Pastoral da Terra registra aumento de trabalho escravo e assassinatos na Amazônia
Relatório da Comissão Pastoral da Terra aponta que casos de trabalho análogo à escravidão no campo dobraram no último ano, com Pará, Rondônia e Amazonas concentrando a maioria dos registros.
A Comissão Pastoral da Terra (CPT) divulgou relatório que aponta crescimento alarmante tanto no número de assassinatos de trabalhadores rurais quanto nos casos de trabalho análogo à escravidão na Amazônia Legal. Os dados revelam que a maior parte dos assassinatos de trabalhadores e povos da terra, das águas e das florestas ocorreu na região amazônica.
Violência concentrada na Amazônia
Dos 16 assassinatos de trabalhadores e povos tradicionais registrados no período analisado, a distribuição por estado ficou assim:
- Pará: 7 casos
- Rondônia: 7 casos
- Amazonas: 2 casos
Os conflitos envolvem, em sua maioria, disputas por territórios entre trabalhadores rurais, comunidades indígenas, quilombolas e fazendeiros ligados à expansão do agronegócio e da mineração ilegal.
Trabalho escravo no campo
A CPT registrou aumento expressivo nas denúncias de trabalho em condições análogas à escravidão, com casos distribuídos entre garimpo ilegal, desmatamento e atividades agropecuárias em áreas de fronteira. Trabalhadores aliciados em outras regiões do Brasil são transportados para o interior da Amazônia com promessas de salários que raramente se concretizam.
Organizações de defesa dos direitos humanos cobram maior presença do poder público e do Ministério do Trabalho para fiscalização nessas áreas de difícil acesso.
Povos tradicionais na linha de frente
Além dos trabalhadores rurais, comunidades indígenas e ribeirinhas figuram entre os grupos mais vulneráveis.

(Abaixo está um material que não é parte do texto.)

//! Ingestion stage: train the submitted model and persist its predictions.
//!
//! Every step is a free function taking what it needs and returning what it
//! produces; [`run`] threads the values through in order.

use std::collections::HashSet;
use std::path::{Path, PathBuf};
use std::time::{Duration, Instant};

use log::{info, warn};

use crate::artifacts::{self, IngestionDuration, IngestionResult, PredictionMap, DURATION_FILE, RESULT_FILE};
use crate::dataset::{self, Dataset, LoadedData};
use crate::error::Result;
use crate::model::{Model, ModelError};

/// Wall-clock timer recorded as plain values.
///
/// `start` and `stop` consume the timer and return an updated copy.
#[derive(Debug, Clone, Copy, Default, PartialEq, Eq)]
pub struct Timer {
    started: Option<Instant>,
    stopped: Option<Instant>,
}

impl Timer {
    pub fn new() -> Self {
        Self::default()
    }

    pub fn start(self) -> Self {
        Self {
            started: Some(Instant::now()),
            stopped: None,
        }
    }

    pub fn stop(self) -> Self {
        Self {
            stopped: Some(Instant::now()),
            ..self
        }
    }

    /// Elapsed time between start and stop.
    ///
    /// Returns `None`, with a logged warning, if the timer was never started or
    /// never stopped.
    pub fn duration(&self) -> Option<Duration> {
        let Some(started) = self.started else {
            warn!("Timer was never started, no duration available");
            return None;
        };
        let Some(stopped) = self.stopped else {
            warn!("Timer was never stopped, no duration available");
            return None;
        };
        Some(stopped.saturating_duration_since(started))
    }

    /// Duration truncated to whole minutes.
    pub fn duration_minutes(&self) -> Option<u64> {
        self.duration().map(|d| d.as_secs() / 60)
    }
}

/// Directories an ingestion run works with.
#[derive(Debug, Clone, PartialEq, Eq)]
pub struct IngestionContext {
    pub input_dir: PathBuf,
    pub output_dir: PathBuf,
}

impl IngestionContext {
    pub fn new(input_dir: impl Into<PathBuf>, output_dir: impl Into<PathBuf>) -> Self {
        Self {
            input_dir: input_dir.into(),
            output_dir: output_dir.into(),
        }
    }
}

/// Summary of a completed ingestion run.
#[derive(Debug, Clone)]
pub struct IngestionReport {
    pub result: IngestionResult,
    pub result_path: PathBuf,
    pub duration_minutes: Option<u64>,
    pub train_samples: usize,
    pub test_samples: usize,
    /// See [`LoadedData::test_is_train_fallback`].
    pub test_is_train_fallback: bool,
}

/// Loads training and test samples from `input_dir`.
///
/// Files listed in `input_data.csv` are training samples labeled from the
/// manifest; every other `.npz` file is a test sample. When there are no test
/// files the training set is reused without labels and the returned data is
/// flagged, since scoring it would only measure training accuracy.
///
/// # Errors
/// - `MissingManifest` if `input_data.csv` does not exist
/// - CSV and I/O errors while reading the manifest or listing the directory
///
/// Individual samples that fail to load are logged and skipped.
pub fn load_train_and_test_data(input_dir: &Path) -> Result<LoadedData> {
    info!("Loading data from {:?}", input_dir);

    let manifest = dataset::read_manifest(input_dir)?;
    info!("Found {} entries in {}", manifest.len(), dataset::MANIFEST_FILE);

    let all_files = dataset::list_sample_files(input_dir)?;
    info!("Found {} .{} files in input directory", all_files.len(), dataset::SAMPLE_EXTENSION);

    let train_files: HashSet<&str> = manifest.iter().map(|entry| entry.filename.as_str()).collect();
    let test_files: Vec<&str> = all_files
        .iter()
        .map(String::as_str)
        .filter(|name| !train_files.contains(name))
        .collect();
    info!("Training files: {}", train_files.len());
    info!("Test files: {}", test_files.len());

    let train_samples = dataset::load_samples(
        input_dir,
        manifest.iter().map(|entry| (entry.filename.as_str(), Some(entry.variety))),
    );
    let train = Dataset::from_samples(train_samples, true);
    info!("Loaded {} training samples", train.len());
    if let Some(shape) = train.image_shape() {
        info!("Training image shape: {:?}", shape);
    }
    info!("Labels distribution: {:?}", train.label_distribution());

    let (test, test_is_train_fallback) = if test_files.is_empty() {
        warn!("No separate test files found, reusing training data as test data");
        (train.without_labels(), true)
    } else {
        let test_samples = dataset::load_samples(input_dir, test_files.iter().map(|name| (*name, None)));
        (Dataset::from_samples(test_samples, false), false)
    };
    info!("Loaded {} test samples", test.len());

    Ok(LoadedData {
        train,
        test,
        test_is_train_fallback,
    })
}

/// Constructs the submitted model.
pub fn init_submission<M, F>(construct: F) -> std::result::Result<M, ModelError>
where
    M: Model,
    F: FnOnce() -> std::result::Result<M, ModelError>,
{
    info!("Initializing submitted model");
    construct()
}

pub fn fit_submission<M: Model + ?Sized>(model: &mut M, train: &Dataset) -> std::result::Result<(), ModelError> {
    info!("Fitting submitted model");
    model.fit(train)
}

pub fn predict_submission<M: Model + ?Sized>(model: &M, test: &Dataset) -> std::result::Result<Vec<i64>, ModelError> {
    info!("Calling predict method of submitted model");
    let predictions = model.predict(test)?;
    info!("Generated {} predictions", predictions.len());
    Ok(predictions)
}

/// Pairs test grain ids with predictions by position.
///
/// Relies on the model returning predictions in input order. Extra ids or
/// predictions beyond the shorter of the two are dropped with a warning.
pub fn compute_result(grain_ids: &[String], predictions: &[i64]) -> IngestionResult {
    info!("Computing ingestion result");
    if grain_ids.len() != predictions.len() {
        warn!(
            "Model returned {} predictions for {} test samples",
            predictions.len(),
            grain_ids.len()
        );
    }
    let map: PredictionMap = grain_ids
        .iter()
        .cloned()
        .zip(predictions.iter().copied())
        .collect();
    let result = IngestionResult::new(map);
    info!("Result contains {} predictions", result.num_predictions);
    result
}

/// Writes `result.json` into `output_dir`, creating the directory if needed.
pub fn save_result(result: &IngestionResult, output_dir: &Path) -> Result<PathBuf> {
    let path = artifacts::write_json(output_dir, RESULT_FILE, result)?;
    info!("Results saved to {:?}", path);
    Ok(path)
}

/// Writes `ingestion_duration.json` if the timer has a duration.
///
/// Returns `Ok(None)` without writing anything when it does not.
pub fn save_duration(timer: &Timer, output_dir: &Path) -> Result<Option<u64>> {
    let Some(minutes) = timer.duration_minutes() else {
        return Ok(None);
    };
    let record = IngestionDuration {
        ingestion_duration: Some(minutes),
    };
    artifacts::write_json(output_dir, DURATION_FILE, &record)?;
    Ok(Some(minutes))
}

/// Runs the whole ingestion stage.
///
/// Model errors abort the run; nothing is retried.
pub fn run<M, F>(ctx: &IngestionContext, construct: F) -> Result<IngestionReport>
where
    M: Model,
    F: FnOnce() -> std::result::Result<M, ModelError>,
{
    let timer = Timer::new().start();

    let data = load_train_and_test_data(&ctx.input_dir)?;
    if data.test_is_train_fallback {
        warn!("Test set is the training set, the resulting score is NOT a valid evaluation");
    }

    let mut model = init_submission(construct)?;
    fit_submission(&mut model, &data.train)?;
    let predictions = predict_submission(&model, &data.test)?;

    let result = compute_result(&data.test.grain_ids, &predictions);
    let result_path = save_result(&result, &ctx.output_dir)?;

    let timer = timer.stop();
    let duration_minutes = save_duration(&timer, &ctx.output_dir)?;
    if let Some(duration) = timer.duration() {
        info!("Ingestion finished in {:.2?}", duration);
    }

    Ok(IngestionReport {
        result,
        result_path,
        duration_minutes,
        train_samples: data.train.len(),
        test_samples: data.test.len(),
        test_is_train_fallback: data.test_is_train_fallback,
    })
}

#[cfg(test)]
mod tests {
    use super::*;

    #[test]
    fn test_timer_requires_start_and_stop() {
        assert_eq!(Timer::new().duration(), None);
        assert_eq!(Timer::new().start().duration(), None);
        assert_eq!(Timer::new().stop().duration(), None);
        assert!(Timer::new().start().stop().duration().is_some());
        assert_eq!(Timer::new().start().stop().duration_minutes(), Some(0));
    }

    #[test]
    fn test_compute_result_zips_positionally() {
        let ids = vec!["7".to_string(), "9".to_string()];
        let result = compute_result(&ids, &[3, 1]);
        assert_eq!(result.num_predictions, 2);
        assert_eq!(result.predictions["7"], 3);
        assert_eq!(result.predictions["9"], 1);
    }

    #[test]
    fn test_compute_result_truncates_on_length_mismatch() {
        let ids = vec!["1".to_string(), "2".to_string(), "3".to_string()];
        let result = compute_result(&ids, &[5]);
        assert_eq!(result.num_predictions, 1);
        assert_eq!(result.predictions.get("1"), Some(&5));
    }

    #[test]
    fn test_save_duration_skips_without_timing() {
        let dir = tempfile::tempdir().unwrap();
        assert_eq!(save_duration(&Timer::new(), dir.path()).unwrap(), None);
        assert!(!dir.path().join(DURATION_FILE).exists());

        let timer = Timer::new().start().stop();
        assert_eq!(save_duration(&timer, dir.path()).unwrap(), Some(0));
        assert!(dir.path().join(DURATION_FILE).exists());
    }
}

A pressão sobre seus territórios intensificou-se nos últimos anos com o avanço do garimpo ilegal e do desmatamento, criando um cenário de insegurança que dificulta a denúncia e a proteção das vítimas.
Entidades como a CPT, o Cimi (Conselho Indigenista Missionário) e o ISA (Instituto Socioambiental) alertam que a impunidade nos casos de violência fundiária é um dos principais fatores que alimentam o ciclo de conflitos na região.